» **Material supplied**
——————
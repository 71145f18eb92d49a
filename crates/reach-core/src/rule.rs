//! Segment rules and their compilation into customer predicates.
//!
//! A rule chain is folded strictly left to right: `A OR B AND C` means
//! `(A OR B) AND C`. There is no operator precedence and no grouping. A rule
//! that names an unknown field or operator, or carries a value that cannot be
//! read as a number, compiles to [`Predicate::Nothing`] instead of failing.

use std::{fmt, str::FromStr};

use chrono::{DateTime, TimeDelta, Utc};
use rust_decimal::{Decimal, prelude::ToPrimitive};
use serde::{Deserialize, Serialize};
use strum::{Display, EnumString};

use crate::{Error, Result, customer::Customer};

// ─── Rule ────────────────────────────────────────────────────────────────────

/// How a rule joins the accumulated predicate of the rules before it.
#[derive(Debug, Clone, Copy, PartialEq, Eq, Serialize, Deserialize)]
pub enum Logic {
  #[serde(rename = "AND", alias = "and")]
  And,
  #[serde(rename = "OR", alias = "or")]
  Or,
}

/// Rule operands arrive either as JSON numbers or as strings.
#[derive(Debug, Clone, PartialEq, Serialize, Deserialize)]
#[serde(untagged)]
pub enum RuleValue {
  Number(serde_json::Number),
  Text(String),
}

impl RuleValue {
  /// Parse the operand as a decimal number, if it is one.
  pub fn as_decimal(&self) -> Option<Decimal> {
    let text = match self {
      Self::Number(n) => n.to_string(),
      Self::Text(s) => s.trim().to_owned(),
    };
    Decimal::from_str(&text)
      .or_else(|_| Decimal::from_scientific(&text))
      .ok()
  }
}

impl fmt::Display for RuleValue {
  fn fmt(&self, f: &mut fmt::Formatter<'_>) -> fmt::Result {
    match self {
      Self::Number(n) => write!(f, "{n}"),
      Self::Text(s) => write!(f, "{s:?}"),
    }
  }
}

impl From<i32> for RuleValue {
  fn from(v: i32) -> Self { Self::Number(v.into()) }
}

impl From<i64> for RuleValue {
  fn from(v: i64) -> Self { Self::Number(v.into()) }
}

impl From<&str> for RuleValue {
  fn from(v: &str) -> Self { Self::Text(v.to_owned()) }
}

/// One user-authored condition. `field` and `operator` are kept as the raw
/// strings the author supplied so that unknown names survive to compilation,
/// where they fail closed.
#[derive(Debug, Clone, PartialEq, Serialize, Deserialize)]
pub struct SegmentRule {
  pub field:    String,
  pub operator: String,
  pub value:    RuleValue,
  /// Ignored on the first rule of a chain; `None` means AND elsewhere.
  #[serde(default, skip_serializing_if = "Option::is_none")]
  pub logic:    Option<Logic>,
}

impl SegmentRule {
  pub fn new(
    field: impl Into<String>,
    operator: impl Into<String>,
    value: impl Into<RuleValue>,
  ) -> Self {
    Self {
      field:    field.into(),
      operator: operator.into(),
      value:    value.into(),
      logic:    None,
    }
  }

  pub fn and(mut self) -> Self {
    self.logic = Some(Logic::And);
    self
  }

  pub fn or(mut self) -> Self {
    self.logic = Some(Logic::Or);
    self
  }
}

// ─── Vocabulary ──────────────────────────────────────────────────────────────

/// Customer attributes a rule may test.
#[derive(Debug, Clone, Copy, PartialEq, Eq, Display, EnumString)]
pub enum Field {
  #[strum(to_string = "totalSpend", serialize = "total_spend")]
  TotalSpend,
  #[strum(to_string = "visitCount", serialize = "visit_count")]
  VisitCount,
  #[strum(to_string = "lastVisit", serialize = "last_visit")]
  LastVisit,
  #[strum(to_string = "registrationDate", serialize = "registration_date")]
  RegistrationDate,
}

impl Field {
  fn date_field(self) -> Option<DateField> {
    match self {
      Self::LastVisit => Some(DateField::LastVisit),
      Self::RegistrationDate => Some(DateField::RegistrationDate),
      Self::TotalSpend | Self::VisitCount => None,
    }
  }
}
——————
All the entries are to be reproduced verbatim.

repository 71145f18eb92d49a
filename crates/reach-core/src/rule.rs
//! Segment rules and their compilation into customer predicates.
//!
//! A rule chain is folded strictly left to right: `A OR B AND C` means
//! `(A OR B) AND C`. There is no operator precedence and no grouping. A rule
//! that names an unknown field or operator, or carries a value that cannot be
//! read as a number, compiles to [`Predicate::Nothing`] instead of failing.

use std::{fmt, str::FromStr};

use chrono::{DateTime, TimeDelta, Utc};
use rust_decimal::{Decimal, prelude::ToPrimitive};
use serde::{Deserialize, Serialize};
use strum::{Display, EnumString};

use crate::{Error, Result, customer::Customer};

// ─── Rule ────────────────────────────────────────────────────────────────────

/// How a rule joins the accumulated predicate of the rules before it.
#[derive(Debug, Clone, Copy, PartialEq, Eq, Serialize, Deserialize)]
pub enum Logic {
  #[serde(rename = "AND", alias = "and")]
  And,
  #[serde(rename = "OR", alias = "or")]
  Or,
}

/// Rule operands arrive either as JSON numbers or as strings.
#[derive(Debug, Clone, PartialEq, Serialize, Deserialize)]
#[serde(untagged)]
pub enum RuleValue {
  Number(serde_json::Number),
  Text(String),
}

impl RuleValue {
  /// Parse the operand as a decimal number, if it is one.
  pub fn as_decimal(&self) -> Option<Decimal> {
    let text = match self {
      Self::Number(n) => n.to_string(),
      Self::Text(s) => s.trim().to_owned(),
    };
    Decimal::from_str(&text)
      .or_else(|_| Decimal::from_scientific(&text))
      .ok()
  }
}

impl fmt::Display for RuleValue {
  fn fmt(&self, f: &mut fmt::Formatter<'_>) -> fmt::Result {
    match self {
      Self::Number(n) => write!(f, "{n}"),
      Self::Text(s) => write!(f, "{s:?}"),
    }
  }
}

impl From<i32> for RuleValue {
  fn from(v: i32) -> Self { Self::Number(v.into()) }
}

impl From<i64> for RuleValue {
  fn from(v: i64) -> Self { Self::Number(v.into()) }
}

impl From<&str> for RuleValue {
  fn from(v: &str) -> Self { Self::Text(v.to_owned()) }
}

/// One user-authored condition. `field` and `operator` are kept as the raw
/// strings the author supplied so that unknown names survive to compilation,
/// where they fail closed.
#[derive(Debug, Clone, PartialEq, Serialize, Deserialize)]
pub struct SegmentRule {
  pub field:    String,
  pub operator: String,
  pub value:    RuleValue,
  /// Ignored on the first rule of a chain; `None` means AND elsewhere.
  #[serde(default, skip_serializing_if = "Option::is_none")]
  pub logic:    Option<Logic>,
}

impl SegmentRule {
  pub fn new(
    field: impl Into<String>,
    operator: impl Into<String>,
    value: impl Into<RuleValue>,
  ) -> Self {
    Self {
      field:    field.into(),
      operator: operator.into(),
      value:    value.into(),
      logic:    None,
    }
  }

  pub fn and(mut self) -> Self {
    self.logic = Some(Logic::And);
    self
  }

  pub fn or(mut self) -> Self {
    self.logic = Some(Logic::Or);
    self
  }
}

// ─── Vocabulary ──────────────────────────────────────────────────────────────

/// Customer attributes a rule may test.
#[derive(Debug, Clone, Copy, PartialEq, Eq, Display, EnumString)]
pub enum Field {
  #[strum(to_string = "totalSpend", serialize = "total_spend")]
  TotalSpend,
  #[strum(to_string = "visitCount", serialize = "visit_count")]
  VisitCount,
  #[strum(to_string = "lastVisit", serialize = "last_visit")]
  LastVisit,
  #[strum(to_string = "registrationDate", serialize = "registration_date")]
  RegistrationDate,
}

impl Field {
  fn date_field(self) -> Option<DateField> {
    match self {
      Self::LastVisit => Some(DateField::LastVisit),
      Self::RegistrationDate => Some(DateField::RegistrationDate),
      Self::TotalSpend | Self::VisitCount => None,
    }
  }
}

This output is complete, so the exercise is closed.